Only temporary morbidity (pain, soreness, reduced muscle performance) is associated with DOMS. Diminished performance results from reduced voluntary effort due to the sensation of soreness and from the muscle’s lowered inherent capacity to produce force. [1]

No evidence exists to support the idea that DOMS is associated with long-term damage or reduced muscle function. Animal studies indicate that injured muscles regenerate during the period following exercise and that the process essentially is completed within 2 weeks.

Stupka and colleagues showed that muscle damage following unaccustomed eccentric exercise is similar in males and females; however, the inflammatory response is attenuated in women. [2]

MacIntyre and coauthors found that the patterns of DOMS and torque differed between males and females after eccentric exercise. [3] In a study by Dannecker and colleagues, no sex differences were detected, except that higher affective ratios were reported by men than by women. [4] DOMS generally is not reported in children. Adults of all ages can experience DOMS.

With regard to lab studies, the serum creatine kinase (CK) level usually is elevated in DOMS, but it is nonspecific. [5] The diagnostic efficacy of imaging studies in DOMS has also been investigated. In a study by Dierking and colleagues, diagnostic ultrasonography, when used in the diagnosis of DOMS, was not sensitive enough to detect changes in a cross-sectional muscle area. [6]

Magnetic resonance imaging (MRI) can detect muscle edema in DOMS but is not indicated clinically for the diagnosis.

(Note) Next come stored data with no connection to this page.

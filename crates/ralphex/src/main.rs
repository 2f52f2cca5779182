use std::sync::Arc;

use clap::Parser;
use ralphex_core::CancelToken;

use ralphex::interrupt::{install_signal_handler, start_interrupt_watcher, CleanupSlot};
use ralphex::{lifecycle, Cli};

fn main() {
    let cli = Cli::parse();
    println!("ralphex {}", env!("CARGO_PKG_VERSION"));

    let cancel = CancelToken::new();
    install_signal_handler(&cancel);

    // populated once a worktree exists; the watcher's force-exit path drains
    // it so teardown happens even when graceful shutdown stalls
    let wt_cleanup = Arc::new(CleanupSlot::new());
    let watcher = start_interrupt_watcher(cancel.clone(), wt_cleanup.clone());

    let result = lifecycle::run(cli, cancel, wt_cleanup);
    drop(watcher);

    if let Err(err) = result {
        eprintln!("error: {err}");
        std::process::exit(1);
    }
}
use std::io::Write;
use std::time::Duration;

use ralphex_core::events::EventStream;
use ralphex_core::CancelToken;

use crate::error::WebError;

const QUEUE_POLL: Duration = Duration::from_millis(500);
const HEARTBEAT_TICKS: u32 = 30;

/// Serve one server-sent-events connection from `events` until the client
/// disconnects or the run is cancelled. Queue reads use a short timeout so
/// cancellation is observed; idle connections get periodic comment
/// heartbeats so intermediaries keep the stream open.
pub fn stream_events(
    out: &mut impl Write,
    events: &EventStream,
    cancel: &CancelToken,
) -> Result<(), WebError> {
    out.write_all(
        b"HTTP/1.1 200 OK\r\n\
          Content-Type: text/event-stream\r\n\
          Cache-Control: no-cache\r\n\
          Connection: keep-alive\r\n\
          \r\n",
    )?;
    out.flush()?;

    let mut idle_ticks = 0_u32;
    loop {
        if cancel.is_cancelled() {
            return Ok(());
        }
        match events.recv_timeout(QUEUE_POLL) {
            Some(event) => {
                idle_ticks = 0;
                let payload = serde_json::to_string(&event)
                    .unwrap_or_else(|_| "{\"error\":\"encode\"}".to_string());
                // a client write failure just means the browser went away
                if write!(out, "data: {payload}\n\n").and_then(|()| out.flush()).is_err() {
                    return Ok(());
                }
            }
            None => {
                idle_ticks += 1;
                if idle_ticks >= HEARTBEAT_TICKS {
                    idle_ticks = 0;
                    if out.write_all(b": keep-alive\n\n").and_then(|()| out.flush()).is_err() {
                        return Ok(());
                    }
                }
            }
        }
    }
}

In a prospective evaluation of DOMS, abnormalities found in MRI persisted up to 3 weeks longer than did symptoms.

The patient needs to be educated concerning a specific progressive exercise training program before engaging in a heavy, unaccustomed exercise, particularly one that involves eccentric muscle contractions. For patient education information, see Muscle Strain.

Consultation with the patient’s athletic trainer and coach may be indicated. [7, 8]

DOMS results from overuse of the muscle. Any activity in which the muscle produces higher forces than usual or in which it produces forces over a longer time period than usual can cause DOMS. According to Tiidus and Ianuzzo, the degree of muscle soreness is related to the intensity of the muscle contractions and to the duration of the exercise. [9] The intensity seems to be more important in the determination than is the duration.

The following 5 hypotheses are used to explain the etiology of DOMS:

Structural damage from high tension

Metabolic waste product accumulation

Increased temperature

Spastic contracture

Myofibrillar remodeling

This hypothesis originally was proposed by Hough and is the most scientifically accepted theory. The delayed pain is related directly to the development of peak forces and to the rate of force development in rhythmic contractions. DOMS is not related to the state of fatigue of the muscle. (See Table 1, below.)

The rhythmic and tetanic contractions that cause the greatest acute fatigue and discomfort in the muscles during exercise result in the least delayed pain following the exertion. The structural damage is evident in muscles that are not trained for the particular exercise.

One of the most popular concepts in the lay exercise community is that delayed soreness is a result of lactic acid accumulation in the muscles. The degeneration and regeneration of muscle fibers observed after 2-3 hours of ischemia are similar temporally and quantitatively to the forces resulting from exercise-induced injury. (See Table 1, below.)

An apparent relationship exists between exercise intensity and the extent of soreness. Much evidence against the metabolic hypothesis also may be noted. The most convincing evidence is that the muscle contractions that cause the greatest degree of soreness require relatively low energy expenditure. Exercise involving eccentric contractions requires lower oxygen consumption and produces less lactate than does exercise with concentric contractions at the same power output. Energy use per unit area of active muscle appears to be less in eccentric exercise than in equivalent concentric exercise.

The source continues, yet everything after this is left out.